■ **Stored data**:

■ ■ ■ ■ ■

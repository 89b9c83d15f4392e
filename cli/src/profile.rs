use serde::{Deserialize, Serialize};
use std::path::Path;
use tonelink_core::{
    DetectorConfig, FrameLayout, ModemConfig, PayloadLength, SignalParameters, MAX_FRAME_SECONDS,
};

use crate::CliError;

/// Modem parameters as stored on disk. Both peers must load the same profile.
#[derive(Debug, Clone, PartialEq, Serialize, Deserialize)]
#[serde(default, deny_unknown_fields)]
pub struct Profile {
    pub sample_rate: u32,
    pub base_frequency: f32,
    pub shift_frequency: f32,
    pub amplitude: f32,
    pub preamble_ms: u32,
    pub silence_ms: u32,
    pub marker_ms: u32,
    pub bit_ms: u32,
    pub repeat_factor: usize,
    /// Fixed payload length in bytes; absent means a one-byte length prefix.
    pub payload_length: Option<usize>,
}

impl Default for Profile {
    fn default() -> Self {
        Self::from_config(&ModemConfig::default())
    }
}

impl Profile {
    pub fn from_config(config: &ModemConfig) -> Self {
        let sr = config.signal.sample_rate.max(1) as usize;
        let to_ms = |samples: usize| (samples * 1000 / sr) as u32;
        Self {
            sample_rate: config.signal.sample_rate,
            base_frequency: config.signal.base_frequency,
            shift_frequency: config.signal.shift_frequency,
            amplitude: config.signal.amplitude,
            preamble_ms: to_ms(config.layout.preamble_samples),
            silence_ms: to_ms(config.layout.silence_samples),
            marker_ms: to_ms(config.layout.marker_samples),
            bit_ms: to_ms(config.layout.bit_samples),
            repeat_factor: config.layout.repeat_factor,
            payload_length: match config.payload_length {
                PayloadLength::Fixed(len) => Some(len),
                PayloadLength::Prefixed => None,
            },
        }
    }

    pub fn load(path: &Path) -> Result<Self, CliError> {
        let text = std::fs::read_to_string(path)?;
        Ok(serde_json::from_str(&text)?)
    }

    pub fn to_config(&self) -> Result<ModemConfig, CliError> {
        let layout = FrameLayout::from_millis(
            self.sample_rate,
            self.preamble_ms,
            self.silence_ms,
            self.marker_ms,
            self.bit_ms,
            self.repeat_factor,
        );
        let config = ModemConfig {
            signal: SignalParameters {
                sample_rate: self.sample_rate,
                base_frequency: self.base_frequency,
                shift_frequency: self.shift_frequency,
                amplitude: self.amplitude,
            },
            layout,
            detector: DetectorConfig::for_layout(&layout),
            payload_length: match self.payload_length {
                Some(len) => PayloadLength::Fixed(len),
                None => PayloadLength::Prefixed,
            },
            max_frame_samples: self.sample_rate as usize * MAX_FRAME_SECONDS,
        };
        config.validate()?;
        Ok(config)
    }
}

#[cfg(test)]
mod tests {
    use super::*;

    #[test]
    fn test_builtin_profiles_survive_json() {
        for config in [ModemConfig::default(), ModemConfig::audible()] {
            let profile = Profile::from_config(&config);
            let json = serde_json::to_string(&profile).unwrap();
            let parsed: Profile = serde_json::from_str(&json).unwrap();
            assert_eq!(parsed.to_config().unwrap(), config);
        }
    }

    #[test]
    fn test_partial_profile_uses_defaults() {
        let profile: Profile =
            serde_json::from_str(r#"{"base_frequency": 5000.0, "payload_length": 8}"#).unwrap();
        let config = profile.to_config().unwrap();
        assert_eq!(config.signal.base_frequency, 5000.0);
        assert_eq!(config.payload_length, PayloadLength::Fixed(8));
        assert_eq!(config.layout, ModemConfig::default().layout);
    }

    #[test]
    fn test_invalid_profile_rejected() {
        let profile: Profile = serde_json::from_str(r#"{"base_frequency": 23800.0}"#).unwrap();
        assert!(matches!(profile.to_config(), Err(CliError::Modem(_))));
        assert!(serde_json::from_str::<Profile>(r#"{"baud": 300}"#).is_err());
    }
}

■ ■ ■ ■ ■

■ **Task details**:
Only lines that hold the string "Result" belong in the answer, so copy every one of them from the records.

■ **Answer to this problem**:
    pub fn load(path: &Path) -> Result<Self, CliError> {
    pub fn to_config(&self) -> Result<ModemConfig, CliError> {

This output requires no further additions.